**Exercise prompt**:
Among the entries below, find the lines that hold the word "restructured" and report them.

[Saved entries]
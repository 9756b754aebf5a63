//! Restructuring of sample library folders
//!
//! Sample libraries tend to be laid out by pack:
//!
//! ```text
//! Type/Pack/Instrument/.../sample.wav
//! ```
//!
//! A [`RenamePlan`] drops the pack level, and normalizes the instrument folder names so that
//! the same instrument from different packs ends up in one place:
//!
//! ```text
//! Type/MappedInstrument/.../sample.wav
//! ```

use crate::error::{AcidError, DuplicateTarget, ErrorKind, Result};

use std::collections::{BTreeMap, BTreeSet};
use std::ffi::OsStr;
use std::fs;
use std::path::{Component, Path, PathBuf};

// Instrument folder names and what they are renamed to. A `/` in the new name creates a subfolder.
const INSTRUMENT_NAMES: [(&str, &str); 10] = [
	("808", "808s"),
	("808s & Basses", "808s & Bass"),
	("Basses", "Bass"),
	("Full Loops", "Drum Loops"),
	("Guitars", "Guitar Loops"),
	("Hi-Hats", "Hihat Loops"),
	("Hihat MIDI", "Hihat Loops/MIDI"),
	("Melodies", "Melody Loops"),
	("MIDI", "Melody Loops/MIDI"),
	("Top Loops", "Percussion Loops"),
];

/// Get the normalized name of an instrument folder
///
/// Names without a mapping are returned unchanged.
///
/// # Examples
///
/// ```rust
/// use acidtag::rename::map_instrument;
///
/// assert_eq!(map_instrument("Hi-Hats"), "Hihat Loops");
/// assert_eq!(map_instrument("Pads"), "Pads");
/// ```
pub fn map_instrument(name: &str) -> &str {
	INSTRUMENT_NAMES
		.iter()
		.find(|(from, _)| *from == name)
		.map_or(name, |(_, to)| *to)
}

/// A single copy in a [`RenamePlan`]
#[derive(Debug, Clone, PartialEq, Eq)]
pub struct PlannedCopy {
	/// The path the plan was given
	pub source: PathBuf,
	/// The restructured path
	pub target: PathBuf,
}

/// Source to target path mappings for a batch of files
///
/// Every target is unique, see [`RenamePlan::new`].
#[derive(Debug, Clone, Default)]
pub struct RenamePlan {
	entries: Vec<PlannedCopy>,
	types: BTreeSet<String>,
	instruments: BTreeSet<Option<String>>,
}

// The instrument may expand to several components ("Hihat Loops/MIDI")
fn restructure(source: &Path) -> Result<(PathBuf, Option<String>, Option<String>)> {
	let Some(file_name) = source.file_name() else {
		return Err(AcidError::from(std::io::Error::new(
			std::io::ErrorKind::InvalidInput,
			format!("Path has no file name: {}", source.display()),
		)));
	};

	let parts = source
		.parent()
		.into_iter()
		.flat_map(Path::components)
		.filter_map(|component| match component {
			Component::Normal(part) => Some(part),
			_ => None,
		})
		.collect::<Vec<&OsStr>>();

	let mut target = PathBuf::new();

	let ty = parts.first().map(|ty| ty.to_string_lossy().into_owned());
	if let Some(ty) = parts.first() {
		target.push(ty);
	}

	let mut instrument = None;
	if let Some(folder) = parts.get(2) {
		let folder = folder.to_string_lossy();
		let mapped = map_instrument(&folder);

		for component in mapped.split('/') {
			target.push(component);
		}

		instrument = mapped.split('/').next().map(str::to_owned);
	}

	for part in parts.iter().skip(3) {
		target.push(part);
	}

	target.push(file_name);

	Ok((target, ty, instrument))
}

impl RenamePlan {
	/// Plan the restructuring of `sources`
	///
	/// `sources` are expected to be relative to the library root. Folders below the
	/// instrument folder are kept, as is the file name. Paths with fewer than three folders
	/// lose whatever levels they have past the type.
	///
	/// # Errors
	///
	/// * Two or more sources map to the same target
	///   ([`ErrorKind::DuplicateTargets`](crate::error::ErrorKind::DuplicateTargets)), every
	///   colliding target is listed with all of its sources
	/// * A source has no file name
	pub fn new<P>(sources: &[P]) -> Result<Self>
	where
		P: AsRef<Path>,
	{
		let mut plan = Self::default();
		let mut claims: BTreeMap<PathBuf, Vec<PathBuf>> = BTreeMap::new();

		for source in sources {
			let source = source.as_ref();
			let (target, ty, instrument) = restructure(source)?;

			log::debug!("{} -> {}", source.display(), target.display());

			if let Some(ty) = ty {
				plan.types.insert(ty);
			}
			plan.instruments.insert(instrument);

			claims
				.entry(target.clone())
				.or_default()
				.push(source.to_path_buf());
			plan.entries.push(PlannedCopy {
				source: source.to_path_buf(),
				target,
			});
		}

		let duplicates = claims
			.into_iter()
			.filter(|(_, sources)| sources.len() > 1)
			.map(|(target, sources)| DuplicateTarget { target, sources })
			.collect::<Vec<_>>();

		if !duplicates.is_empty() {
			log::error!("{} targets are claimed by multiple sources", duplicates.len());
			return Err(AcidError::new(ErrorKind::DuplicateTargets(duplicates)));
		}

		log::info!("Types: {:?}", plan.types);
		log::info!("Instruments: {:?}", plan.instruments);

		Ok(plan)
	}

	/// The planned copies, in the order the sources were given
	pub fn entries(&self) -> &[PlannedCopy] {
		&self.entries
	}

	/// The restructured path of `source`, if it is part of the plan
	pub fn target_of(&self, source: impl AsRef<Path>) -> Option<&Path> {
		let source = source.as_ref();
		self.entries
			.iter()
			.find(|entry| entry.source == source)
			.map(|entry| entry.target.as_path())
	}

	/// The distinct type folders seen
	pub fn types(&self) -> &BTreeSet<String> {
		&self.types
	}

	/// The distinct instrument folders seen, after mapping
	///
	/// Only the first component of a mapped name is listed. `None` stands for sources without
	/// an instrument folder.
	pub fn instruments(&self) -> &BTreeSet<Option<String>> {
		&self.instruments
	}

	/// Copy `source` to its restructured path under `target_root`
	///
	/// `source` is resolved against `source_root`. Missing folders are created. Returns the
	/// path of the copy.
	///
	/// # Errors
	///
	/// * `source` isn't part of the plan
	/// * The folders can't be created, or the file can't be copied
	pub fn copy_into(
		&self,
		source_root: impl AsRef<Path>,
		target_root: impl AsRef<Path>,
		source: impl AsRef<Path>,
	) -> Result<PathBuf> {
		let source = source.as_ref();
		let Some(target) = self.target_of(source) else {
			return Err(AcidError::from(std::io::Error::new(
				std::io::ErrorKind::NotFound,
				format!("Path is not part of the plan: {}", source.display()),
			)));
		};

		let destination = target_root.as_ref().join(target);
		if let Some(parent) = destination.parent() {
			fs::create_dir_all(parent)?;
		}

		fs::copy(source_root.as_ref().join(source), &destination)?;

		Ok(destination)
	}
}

**Output for this exercise**:
	/// The restructured path
	/// The restructured path of `source`, if it is part of the plan
	/// Copy `source` to its restructured path under `target_root`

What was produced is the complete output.